HRS 0712-1243 ANNOTATIONS

Note

Eligibility for drug treatment program. L 2002, c 161, §9.

Case Notes

Possession of "any" amount is sufficient; usable quantity standard not applicable, but de minimus doctrine may apply. 61 H. 291, 602 P.2d 933.

Though evidence insufficient to convict defendant of promoting a dangerous drug in the first degree, purged trial record contained substantial and admissible evidence that defendant knowingly possessed cocaine "in any amount". 80 H. 382, 910 P.2d 695.

Where defendant’s possession of .001 grams of methamphetamine did not threaten the harm sought to be prevented by this section, trial court did not abuse discretion by determining that amount of methamphetamine was de minimus under §702-236. 92 H. 130, 988 P.2d 195.

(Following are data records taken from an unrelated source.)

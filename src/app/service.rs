//! Bridge service — the hexagonal core.
//!
//! [`Bridge`] owns the configuration, the inbound packet slot, and the
//! transmit trigger state.  It exposes a boot step and a single
//! [`iterate`](Bridge::iterate) call that the firmware runs forever.  All
//! I/O flows through port traits injected at call sites, making the whole
//! loop testable with mock adapters.
//!
//! ```text
//!   SerialPort ──▶ ┌──────────────────────────┐ ──▶ EventSink
//!  NetworkPort ◀──▶│         Bridge           │
//!       AtPort ──▶ │ Dispatcher · Trigger ·   │
//!       IoPort ◀──▶│ RemoteIo · Inbox         │
//!                  └──────────────────────────┘
//! ```

use log::info;

use crate::config::{BANNER, DeviceConfiguration};
use crate::ticks::TickCounters;

use super::commands::{Command, MNEMONICS};
use super::config_store;
use super::dispatcher::{self, CommandContext};
use super::events::{BridgeEvent, BridgeMode};
use super::inbox::{Inbox, LinkStats};
use super::ports::{AtState, BridgeHardware, EventSink};
use super::remote_io::{self, ACK};
use super::trigger::{Flush, ReadyWait, TriggerEngine};

/// Preamble value that leaves the choice to the MAC layer.
pub const DEFAULT_PREAMBLE: u8 = 0;

// ───────────────────────────────────────────────────────────────
// Bridge
// ───────────────────────────────────────────────────────────────

pub struct Bridge {
    config: DeviceConfiguration,
    ticks: &'static TickCounters,
    inbox: Inbox,
    trigger: TriggerEngine,
    mode: BridgeMode,
}

impl Bridge {
    /// Construct with factory configuration.
    ///
    /// Does **not** touch hardware — call [`boot`](Self::boot) next.
    pub fn new(ticks: &'static TickCounters, wait: ReadyWait) -> Self {
        Self {
            config: DeviceConfiguration::default(),
            ticks,
            inbox: Inbox::new(),
            trigger: TriggerEngine::new(wait),
            mode: BridgeMode::Transparent,
        }
    }

    // ── Lifecycle ─────────────────────────────────────────────

    /// Load settings, bring the link and radio up, and greet the host.
    pub fn boot(&mut self, hw: &mut impl BridgeHardware, sink: &mut impl EventSink) {
        self.config = config_store::load(&*hw);

        hw.register_commands(&MNEMONICS);
        hw.set_baud_code(self.config.uart_baud_rate);
        hw.initialize(&self.config.network_init());
        hw.set_transmit_power(self.config.transmit_power);

        self.mode = Self::read_mode(hw);

        if !self.config.quiet {
            hw.write_bytes(BANNER.as_bytes());
        }

        sink.emit(&BridgeEvent::Started {
            mode: self.mode,
            quiet: self.config.quiet,
        });
        info!("Bridge started in {:?} mode", self.mode);
    }

    // ── Per-iteration orchestration ───────────────────────────

    /// One pass of the control loop.
    pub fn iterate(&mut self, hw: &mut impl BridgeHardware, sink: &mut impl EventSink) {
        // 1. Step the MAC layer; received frames land in the inbox
        hw.step(&mut self.inbox);

        // 2. Service the AT command processor
        if let Some(opcode) = hw.poll_command() {
            let command = Command::from_opcode(opcode);
            let mut ctx = CommandContext {
                config: &mut self.config,
                ticks: self.ticks,
                last_sender: self.inbox.last_sender(),
            };
            let outcome = dispatcher::execute(command, &mut ctx, hw);
            sink.emit(&BridgeEvent::CommandExecuted { command, outcome });
        }

        // 3. Level-triggered mode arbitration
        let mode = Self::read_mode(hw);
        if mode != self.mode {
            info!("Bridge mode {:?} -> {:?}", self.mode, mode);
            sink.emit(&BridgeEvent::ModeChanged {
                from: self.mode,
                to: mode,
            });
            self.mode = mode;
        }

        // 4. Mode behaviour
        match mode {
            BridgeMode::IoPeripheral => self.serve_remote_io(hw, sink),
            BridgeMode::Transparent => self.bridge_transparent(hw, sink),
        }
    }

    // ── Accessors ─────────────────────────────────────────────

    pub fn config(&self) -> &DeviceConfiguration {
        &self.config
    }

    pub fn mode(&self) -> BridgeMode {
        self.mode
    }

    pub fn link_stats(&self) -> LinkStats {
        self.inbox.stats()
    }

    pub fn trigger_timer_active(&self) -> bool {
        self.trigger.timer_active()
    }

    // ── Internal helpers ──────────────────────────────────────

    fn read_mode(hw: &mut impl BridgeHardware) -> BridgeMode {
        if hw.io_peripheral_selected() {
            BridgeMode::IoPeripheral
        } else {
            BridgeMode::Transparent
        }
    }

    fn serve_remote_io(&mut self, hw: &mut impl BridgeHardware, sink: &mut impl EventSink) {
        let Some(packet) = self.inbox.take() else {
            return;
        };
        let reply = remote_io::handle(&packet.payload, &mut self.config, hw);
        hw.send_packet(packet.sender, self.config.packet_type, &reply, DEFAULT_PREAMBLE);
        sink.emit(&BridgeEvent::RemoteIoAnswered {
            sender: packet.sender,
            sub_command: packet.payload.first().copied(),
            acked: reply.first() == Some(&ACK),
        });
    }

    fn bridge_transparent(&mut self, hw: &mut impl BridgeHardware, sink: &mut impl EventSink) {
        if let Some(packet) = self.inbox.take() {
            hw.write_bytes(&packet.payload);
            sink.emit(&BridgeEvent::PacketForwarded {
                sender: packet.sender,
                len: packet.payload.len(),
            });
        }

        if hw.at_state() == AtState::Enabled {
            return;
        }

        match self
            .trigger
            .run(&self.config, self.ticks, hw, &mut self.inbox)
        {
            Some(Flush::Sent { len, reason }) => sink.emit(&BridgeEvent::PacketFlushed {
                destination: self.config.destination_address,
                len,
                reason,
            }),
            Some(Flush::Abandoned { len, .. }) => sink.emit(&BridgeEvent::FlushAbandoned { len }),
            None => {}
        }
    }
}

Where prosecution adduced substantial evidence that the cocaine residue in the pipe was visible to the naked eye and could be scraped out and smoked again, trial court did not abuse its discretion in ruling that defendant's infraction of this section was not de minimus within the meaning of §702-236. 93 H. 279, 1 P.3d 281.

Where the defense failed to adduce any evidence or present any argument with respect to the attendant circumstances, it failed to meet its burden of providing evidence to support a finding that the conduct alleged "did not actually cause or threaten the harm or evil sought to be prevented by this section or did so only to an extent too trivial to warrant the condemnation of conviction"; thus trial court did not err in finding that defendant's alleged conduct did not constitute a de minimis infraction. 99 H. 75, 53 P.3d 214.

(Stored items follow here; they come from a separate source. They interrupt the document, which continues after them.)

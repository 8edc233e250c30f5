//! Integration tests for the remote I/O request handler.

use rfbrick::app::remote_io::{ACK, NACK, handle, sub_command};
use rfbrick::config::DeviceConfiguration;

use crate::mock_hw::MockHardware;

#[test]
fn read_digital_returns_pin_state() {
    let mut hw = MockHardware::new();
    let mut cfg = DeviceConfiguration::default();
    hw.inputs[2] = true;

    let reply = handle(&[sub_command::READ_DIGITAL, 2], &mut cfg, &mut hw);
    assert_eq!(reply.as_slice(), &[ACK, 1]);

    let reply = handle(&[sub_command::READ_DIGITAL, 3], &mut cfg, &mut hw);
    assert_eq!(reply.as_slice(), &[ACK, 0]);
}

#[test]
fn read_digital_bad_channel_is_nacked() {
    let mut hw = MockHardware::new();
    let mut cfg = DeviceConfiguration::default();

    let reply = handle(&[sub_command::READ_DIGITAL, 9], &mut cfg, &mut hw);
    assert_eq!(reply.as_slice(), &[NACK]);
}

#[test]
fn read_analog_is_big_endian() {
    let mut hw = MockHardware::new();
    let mut cfg = DeviceConfiguration::default();
    hw.analog[6] = 0x02AB;

    let reply = handle(&[sub_command::READ_ANALOG, 6], &mut cfg, &mut hw);
    assert_eq!(reply.as_slice(), &[ACK, 0x02, 0xAB]);

    let reply = handle(&[sub_command::READ_ANALOG, 4], &mut cfg, &mut hw);
    assert_eq!(reply.as_slice(), &[NACK]);
}

#[test]
fn set_digital_replies_prior_state() {
    let mut hw = MockHardware::new();
    let mut cfg = DeviceConfiguration::default();

    let reply = handle(&[sub_command::SET_DIGITAL, 1, 1], &mut cfg, &mut hw);
    assert_eq!(reply.as_slice(), &[ACK, 0]);
    assert!(hw.outputs[1]);

    let reply = handle(&[sub_command::SET_DIGITAL, 1, 0], &mut cfg, &mut hw);
    assert_eq!(reply.as_slice(), &[ACK, 1]);
    assert!(!hw.outputs[1]);
}

#[test]
fn set_digital_missing_value_drives_low() {
    let mut hw = MockHardware::new();
    let mut cfg = DeviceConfiguration::default();
    hw.outputs[4] = true;

    let reply = handle(&[sub_command::SET_DIGITAL, 4], &mut cfg, &mut hw);
    assert_eq!(reply.as_slice(), &[ACK, 1]);
    assert!(!hw.outputs[4]);
}

#[test]
fn triggers_are_stored_in_configuration() {
    let mut hw = MockHardware::new();
    let mut cfg = DeviceConfiguration::default();

    let reply = handle(&[sub_command::SET_DIGITAL_TRIGGER, 0, 7], &mut cfg, &mut hw);
    assert_eq!(reply.as_slice(), &[ACK, 7]);
    assert_eq!(cfg.digital_triggers[0], 7);

    let reply = handle(
        &[sub_command::SET_ANALOG_TRIGGER, 5, 0x01, 0x2C],
        &mut cfg,
        &mut hw,
    );
    assert_eq!(reply.as_slice(), &[ACK, 0x01, 0x2C]);
    assert_eq!(cfg.analog_triggers[5], 300);
}

#[test]
fn bad_analog_trigger_channel_is_echoed() {
    let mut hw = MockHardware::new();
    let mut cfg = DeviceConfiguration::default();
    let before = cfg.clone();

    let reply = handle(&[sub_command::SET_ANALOG_TRIGGER, 6, 1, 1], &mut cfg, &mut hw);
    assert_eq!(reply.as_slice(), &[NACK, 6]);
    assert_eq!(cfg, before);
}

#[test]
fn short_analog_trigger_request_still_gets_two_byte_nack() {
    let mut hw = MockHardware::new();
    let mut cfg = DeviceConfiguration::default();
    let before = cfg.clone();

    let reply = handle(&[sub_command::SET_ANALOG_TRIGGER], &mut cfg, &mut hw);
    assert_eq!(reply.as_slice(), &[NACK, 0]);
    assert_eq!(cfg, before);
}

#[test]
fn malformed_requests_are_nacked() {
    let mut hw = MockHardware::new();
    let mut cfg = DeviceConfiguration::default();

    assert_eq!(handle(&[], &mut cfg, &mut hw).as_slice(), &[NACK]);
    assert_eq!(handle(&[9, 0], &mut cfg, &mut hw).as_slice(), &[NACK]);
    assert_eq!(
        handle(&[sub_command::READ_DIGITAL], &mut cfg, &mut hw).as_slice(),
        &[NACK]
    );
}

In light of defendant's burden to prove that defendant's conduct constituted a de minimis infraction and trial court's finding that pipe residue contained a sufficient amount of methamphetamine to produce a pharmacological effect, which was supported by officer's testimony that amount recovered from defendant's pipe may have been an amount sufficient to be "used" by someone, trial court did not abuse discretion in refusing to dismiss charge of promoting a dangerous drug in the third degree. 100 H. 498, 60 P.3d 899.

Legislature intended to impose penal sanctions for constructive and actual possession of contraband items. 8 H. App. 610, 822 P.2d 23.

In subsection (3), the word "convicted" means "found guilty" and not "found guilty and sentenced". 93 H. 389 (App.), 4 P.3d 523.

Looking at defendant's conduct and attendant circumstances regarding commission of the offense, including possession of smoking device, smoked residue, and depleted drug contraband of 0.004 grams of methamphetamine by one engaged in shoplifting, court could not conclude that under §702-236, defendant's conduct "did not actually cause or threaten the harm or evil sought to be prevented by this section, or did so only to an extent too trivial to warrant condemnation of conviction". 97 H. 247 (App.), 35 P.3d 764.